All private health insurance policies start with the same basic premise: to cover ordinary and necessary medical expenses incurred from the medical provider of your choice. Private medical insurance plans also tend to exclude the same major items: pre-existing medical conditions and non-essential care top the list of exclusions in all plans. From there, it gets a lot more confusing. But in the final analysis, the differences in what would be covered in most “real life” medical claims are minimal. In the most typical large medical claims, the patient would receive similar treatment and wind up with similar financial liability regardless of which private health insurance plan is chosen.
Of course, the differences between managed care plans (HMOs) and private health insurance is significant. Is easy to point to major economic trends that distinguish treatment between these two types of claims. Yet this is the only type of coverage that makes sense for millions of people who must contend with the cost of expensive ongoing medical treatments. For this reason, I conclude that it is far more important to choose the right type of policy than the specific brand name of the health insurance plan.
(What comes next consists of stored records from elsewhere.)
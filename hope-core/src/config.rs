//! Engine configuration
//!
//! Thresholds and policies come from deployment configuration, not code.
//! Every config section validates itself before a service will accept it.

use crate::{ConfigError, HopeError, HopeResult};
use serde::{Deserialize, Serialize};

/// Deduplication thresholds and paging.
#[derive(Debug, Clone, PartialEq, Serialize, Deserialize)]
pub struct DeduplicationConfig {
    /// Maximum absolute number of duplicates allowed within one import.
    pub duplicates_allowed: i64,
    /// Maximum percentage of an import allowed to be duplicates (0-100).
    pub duplicates_percentage_allowed: f64,
    /// Biometric similarity score at or above which a pair is a duplicate.
    pub duplicate_score: f64,
    /// Biometric similarity score at or above which a pair needs
    /// adjudication (possible duplicate).
    pub possible_duplicate_score: f64,
    /// Page size for bulk status writes.
    pub batch_size: usize,
}

impl Default for DeduplicationConfig {
    fn default() -> Self {
        Self {
            duplicates_allowed: 5,
            duplicates_percentage_allowed: 15.0,
            duplicate_score: 0.9,
            possible_duplicate_score: 0.7,
            batch_size: 500,
        }
    }
}

/// Field-level policy for collision merges: which canonical household
/// fields the incoming batch overwrites. The identification key is always
/// preserved and never part of this list.
#[derive(Debug, Clone, PartialEq, Serialize, Deserialize)]
pub struct MergePolicy {
    pub overwrite_fields: Vec<String>,
}

impl Default for MergePolicy {
    fn default() -> Self {
        Self {
            overwrite_fields: vec![
                "size".to_string(),
                "village".to_string(),
                "address".to_string(),
                "residence_status".to_string(),
            ],
        }
    }
}

impl MergePolicy {
    /// Whether the incoming batch wins for a household field.
    pub fn overwrites(&self, field: &str) -> bool {
        self.overwrite_fields.iter().any(|f| f == field)
    }
}

/// Snapshot service paging.
#[derive(Debug, Clone, PartialEq, Serialize, Deserialize)]
pub struct SnapshotConfig {
    /// Payments processed per page to bound the working set.
    pub page_size: usize,
}

impl Default for SnapshotConfig {
    fn default() -> Self {
        Self { page_size: 500 }
    }
}

/// Master engine configuration.
#[derive(Debug, Clone, PartialEq, Default, Serialize, Deserialize)]
pub struct EngineConfig {
    pub deduplication: DeduplicationConfig,
    pub merge: MergePolicy,
    pub snapshot: SnapshotConfig,
}

impl EngineConfig {
    /// Validate the configuration.
    pub fn validate(&self) -> HopeResult<()> {
        if self.deduplication.duplicates_allowed < 0 {
            return Err(HopeError::Config(ConfigError::InvalidValue {
                field: "deduplication.duplicates_allowed".to_string(),
                value: self.deduplication.duplicates_allowed.to_string(),
                reason: "must be non-negative".to_string(),
            }));
        }
        let pct = self.deduplication.duplicates_percentage_allowed;
        if !(0.0..=100.0).contains(&pct) {
            return Err(HopeError::Config(ConfigError::InvalidValue {
                field: "deduplication.duplicates_percentage_allowed".to_string(),
                value: pct.to_string(),
                reason: "must be between 0 and 100".to_string(),
            }));
        }
        for (field, score) in [
            (
                "deduplication.duplicate_score",
                self.deduplication.duplicate_score,
            ),
            (
                "deduplication.possible_duplicate_score",
                self.deduplication.possible_duplicate_score,
            ),
        ] {
            if !(0.0..=1.0).contains(&score) {
                return Err(HopeError::Config(ConfigError::InvalidValue {
                    field: field.to_string(),
                    value: score.to_string(),
                    reason: "must be between 0.0 and 1.0".to_string(),
                }));
            }
        }
        if self.deduplication.possible_duplicate_score > self.deduplication.duplicate_score {
            return Err(HopeError::Config(ConfigError::InvalidValue {
                field: "deduplication.possible_duplicate_score".to_string(),
                value: self.deduplication.possible_duplicate_score.to_string(),
                reason: "must not exceed duplicate_score".to_string(),
            }));
        }
        if self.deduplication.batch_size == 0 {
            return Err(HopeError::Config(ConfigError::InvalidValue {
                field: "deduplication.batch_size".to_string(),
                value: "0".to_string(),
                reason: "must be positive".to_string(),
            }));
        }
        if self.snapshot.page_size == 0 {
            return Err(HopeError::Config(ConfigError::InvalidValue {
                field: "snapshot.page_size".to_string(),
                value: "0".to_string(),
                reason: "must be positive".to_string(),
            }));
        }
        Ok(())
    }
}

// =============================================================================
// TESTS
// =============================================================================

#[cfg(test)]
mod tests {
    use super::*;

    fn valid_config() -> EngineConfig {
        EngineConfig {
            deduplication: DeduplicationConfig {
                duplicates_allowed: 5,
                duplicates_percentage_allowed: 15.0,
                duplicate_score: 0.9,
                possible_duplicate_score: 0.7,
                batch_size: 500,
            },
            merge: MergePolicy::default(),
            snapshot: SnapshotConfig::default(),
        }
    }

    #[test]
    fn test_valid_config_passes() {
        valid_config().validate().unwrap();
    }

    #[test]
    fn test_negative_duplicates_allowed_rejected() {
        let mut config = valid_config();
        config.deduplication.duplicates_allowed = -1;
        let err = config.validate().unwrap_err();
        assert!(err.to_string().contains("duplicates_allowed"));
    }

    #[test]
    fn test_percentage_out_of_range_rejected() {
        let mut config = valid_config();
        config.deduplication.duplicates_percentage_allowed = 120.0;
        assert!(config.validate().is_err());
    }

    #[test]
    fn test_possible_score_above_duplicate_score_rejected() {
        let mut config = valid_config();
        config.deduplication.possible_duplicate_score = 0.95;
        let err = config.validate().unwrap_err();
        assert!(err.to_string().contains("possible_duplicate_score"));
    }

    #[test]
    fn test_zero_page_size_rejected() {
        let mut config = valid_config();
        config.snapshot.page_size = 0;
        assert!(config.validate().is_err());
    }

    #[test]
    fn test_default_merge_policy_preserves_identification_key() {
        let policy = MergePolicy::default();
        assert!(policy.overwrites("size"));
        assert!(policy.overwrites("village"));
        assert!(!policy.overwrites("identification_key"));
    }
}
Finally it should be noted that none of this has anything to do with pricing. Pricing differences tend to be primarily connected to differences in the risks assumed by the insurer in terms of the health status, age, and location of the insured person. In HMP and PPO plans price also reflects the level of the payment contract negotiated directly with local doctors and hospitals. Pricing of the insurance has little correlation with the way that a patient would be treated for a specific medical condition.